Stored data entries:
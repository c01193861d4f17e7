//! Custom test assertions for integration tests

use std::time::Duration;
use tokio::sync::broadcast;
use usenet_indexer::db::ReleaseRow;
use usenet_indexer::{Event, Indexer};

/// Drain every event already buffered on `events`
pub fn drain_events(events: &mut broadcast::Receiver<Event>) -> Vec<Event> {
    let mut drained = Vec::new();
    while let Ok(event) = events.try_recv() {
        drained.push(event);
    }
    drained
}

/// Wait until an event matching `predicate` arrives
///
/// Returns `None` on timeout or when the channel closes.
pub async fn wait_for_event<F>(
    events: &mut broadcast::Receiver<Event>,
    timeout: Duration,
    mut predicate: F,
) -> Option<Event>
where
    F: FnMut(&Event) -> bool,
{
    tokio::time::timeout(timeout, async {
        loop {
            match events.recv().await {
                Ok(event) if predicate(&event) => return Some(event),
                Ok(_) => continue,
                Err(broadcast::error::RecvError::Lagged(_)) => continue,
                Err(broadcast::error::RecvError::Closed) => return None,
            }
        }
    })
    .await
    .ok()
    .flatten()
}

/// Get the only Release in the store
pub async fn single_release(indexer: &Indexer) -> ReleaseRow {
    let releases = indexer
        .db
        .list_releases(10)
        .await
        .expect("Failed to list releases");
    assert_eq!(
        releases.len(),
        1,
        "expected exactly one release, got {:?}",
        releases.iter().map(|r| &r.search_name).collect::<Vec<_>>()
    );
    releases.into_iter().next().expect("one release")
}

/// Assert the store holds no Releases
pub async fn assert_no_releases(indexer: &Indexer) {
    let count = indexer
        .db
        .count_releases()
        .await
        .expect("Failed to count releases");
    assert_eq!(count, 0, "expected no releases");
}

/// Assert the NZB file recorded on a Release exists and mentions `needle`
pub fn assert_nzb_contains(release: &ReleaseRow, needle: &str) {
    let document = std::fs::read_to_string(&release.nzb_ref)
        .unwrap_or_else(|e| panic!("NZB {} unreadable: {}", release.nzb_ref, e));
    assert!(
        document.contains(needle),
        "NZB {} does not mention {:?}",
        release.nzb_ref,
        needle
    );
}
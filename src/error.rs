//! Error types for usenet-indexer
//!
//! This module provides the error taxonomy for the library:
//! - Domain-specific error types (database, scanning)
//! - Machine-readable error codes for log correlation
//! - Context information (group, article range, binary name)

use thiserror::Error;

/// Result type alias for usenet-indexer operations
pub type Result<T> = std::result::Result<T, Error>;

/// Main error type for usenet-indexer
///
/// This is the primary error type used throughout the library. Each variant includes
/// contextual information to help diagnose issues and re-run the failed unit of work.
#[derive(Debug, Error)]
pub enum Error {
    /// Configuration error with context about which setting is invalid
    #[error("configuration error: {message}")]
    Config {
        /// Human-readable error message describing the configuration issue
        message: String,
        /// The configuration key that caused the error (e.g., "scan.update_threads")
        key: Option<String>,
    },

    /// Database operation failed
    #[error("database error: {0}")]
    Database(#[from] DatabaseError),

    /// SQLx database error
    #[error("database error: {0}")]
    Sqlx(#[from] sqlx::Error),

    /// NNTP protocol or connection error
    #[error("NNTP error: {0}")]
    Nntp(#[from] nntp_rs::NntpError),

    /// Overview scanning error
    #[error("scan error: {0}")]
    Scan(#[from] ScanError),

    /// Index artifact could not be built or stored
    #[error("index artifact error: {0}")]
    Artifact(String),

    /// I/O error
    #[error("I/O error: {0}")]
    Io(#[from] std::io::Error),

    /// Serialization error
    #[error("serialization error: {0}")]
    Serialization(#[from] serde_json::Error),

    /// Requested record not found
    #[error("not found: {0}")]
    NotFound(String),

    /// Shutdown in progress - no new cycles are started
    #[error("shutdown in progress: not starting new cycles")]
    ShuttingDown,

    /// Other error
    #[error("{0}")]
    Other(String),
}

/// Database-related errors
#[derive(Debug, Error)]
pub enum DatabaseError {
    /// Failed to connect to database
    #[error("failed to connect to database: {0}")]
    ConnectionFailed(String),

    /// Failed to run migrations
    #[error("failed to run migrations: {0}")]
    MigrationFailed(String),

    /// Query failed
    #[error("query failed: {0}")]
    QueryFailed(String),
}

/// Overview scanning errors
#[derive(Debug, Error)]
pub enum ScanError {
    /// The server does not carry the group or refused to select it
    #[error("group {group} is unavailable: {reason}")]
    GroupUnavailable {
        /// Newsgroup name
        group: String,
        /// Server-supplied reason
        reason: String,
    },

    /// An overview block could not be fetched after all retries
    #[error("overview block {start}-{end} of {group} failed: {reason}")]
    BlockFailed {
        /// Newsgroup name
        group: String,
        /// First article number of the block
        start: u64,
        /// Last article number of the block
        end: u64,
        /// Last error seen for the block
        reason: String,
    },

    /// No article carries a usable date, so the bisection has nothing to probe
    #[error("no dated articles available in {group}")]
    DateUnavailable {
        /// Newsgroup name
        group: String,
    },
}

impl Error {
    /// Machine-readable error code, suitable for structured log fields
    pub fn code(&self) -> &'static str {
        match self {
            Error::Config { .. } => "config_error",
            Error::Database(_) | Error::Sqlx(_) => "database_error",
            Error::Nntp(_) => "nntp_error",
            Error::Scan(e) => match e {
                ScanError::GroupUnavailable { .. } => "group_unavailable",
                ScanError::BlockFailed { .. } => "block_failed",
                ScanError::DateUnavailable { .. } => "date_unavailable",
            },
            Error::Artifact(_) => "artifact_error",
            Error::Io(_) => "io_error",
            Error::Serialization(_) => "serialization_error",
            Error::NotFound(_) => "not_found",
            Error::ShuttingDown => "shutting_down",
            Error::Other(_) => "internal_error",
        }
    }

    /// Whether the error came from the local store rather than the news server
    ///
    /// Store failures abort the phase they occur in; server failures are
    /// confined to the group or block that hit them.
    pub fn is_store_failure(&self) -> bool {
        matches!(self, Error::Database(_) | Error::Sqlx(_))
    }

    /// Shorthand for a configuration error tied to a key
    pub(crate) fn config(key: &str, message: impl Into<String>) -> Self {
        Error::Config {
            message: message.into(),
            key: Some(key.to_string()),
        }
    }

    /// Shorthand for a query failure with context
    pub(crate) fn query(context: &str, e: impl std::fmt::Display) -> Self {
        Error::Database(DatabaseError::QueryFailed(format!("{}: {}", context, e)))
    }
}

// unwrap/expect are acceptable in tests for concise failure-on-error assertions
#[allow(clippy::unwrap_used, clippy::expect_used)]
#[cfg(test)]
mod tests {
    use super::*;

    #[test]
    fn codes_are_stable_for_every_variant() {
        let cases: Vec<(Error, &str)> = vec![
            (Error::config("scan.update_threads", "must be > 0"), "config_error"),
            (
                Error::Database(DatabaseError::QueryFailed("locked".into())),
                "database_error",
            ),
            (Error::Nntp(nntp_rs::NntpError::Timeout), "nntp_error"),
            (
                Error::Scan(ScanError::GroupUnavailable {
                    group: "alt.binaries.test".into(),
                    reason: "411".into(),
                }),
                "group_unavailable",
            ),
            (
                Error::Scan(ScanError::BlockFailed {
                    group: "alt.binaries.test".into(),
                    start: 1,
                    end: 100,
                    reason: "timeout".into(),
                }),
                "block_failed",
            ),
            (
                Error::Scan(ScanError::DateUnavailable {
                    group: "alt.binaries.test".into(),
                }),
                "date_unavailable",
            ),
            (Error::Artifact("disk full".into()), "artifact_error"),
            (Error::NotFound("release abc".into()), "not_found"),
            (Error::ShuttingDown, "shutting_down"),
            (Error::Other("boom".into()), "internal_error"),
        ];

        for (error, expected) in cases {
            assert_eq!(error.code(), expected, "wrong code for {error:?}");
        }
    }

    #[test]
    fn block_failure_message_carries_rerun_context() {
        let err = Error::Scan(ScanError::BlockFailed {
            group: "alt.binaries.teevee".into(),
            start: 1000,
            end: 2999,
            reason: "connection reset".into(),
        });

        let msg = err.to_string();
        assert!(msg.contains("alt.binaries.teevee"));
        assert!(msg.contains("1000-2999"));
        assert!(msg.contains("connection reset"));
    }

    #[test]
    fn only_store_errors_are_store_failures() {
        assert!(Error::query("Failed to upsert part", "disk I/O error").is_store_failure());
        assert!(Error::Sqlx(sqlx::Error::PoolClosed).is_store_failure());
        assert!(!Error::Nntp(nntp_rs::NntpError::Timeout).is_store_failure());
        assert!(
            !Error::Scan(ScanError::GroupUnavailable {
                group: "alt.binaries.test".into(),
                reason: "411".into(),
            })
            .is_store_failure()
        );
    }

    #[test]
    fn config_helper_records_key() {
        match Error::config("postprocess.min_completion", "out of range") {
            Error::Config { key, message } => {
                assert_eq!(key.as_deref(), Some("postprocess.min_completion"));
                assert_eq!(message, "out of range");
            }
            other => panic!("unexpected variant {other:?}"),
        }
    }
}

Task description:
Among the lines of the data, some contain the word "from". How many are there? Reply with the number alone.

Response:
7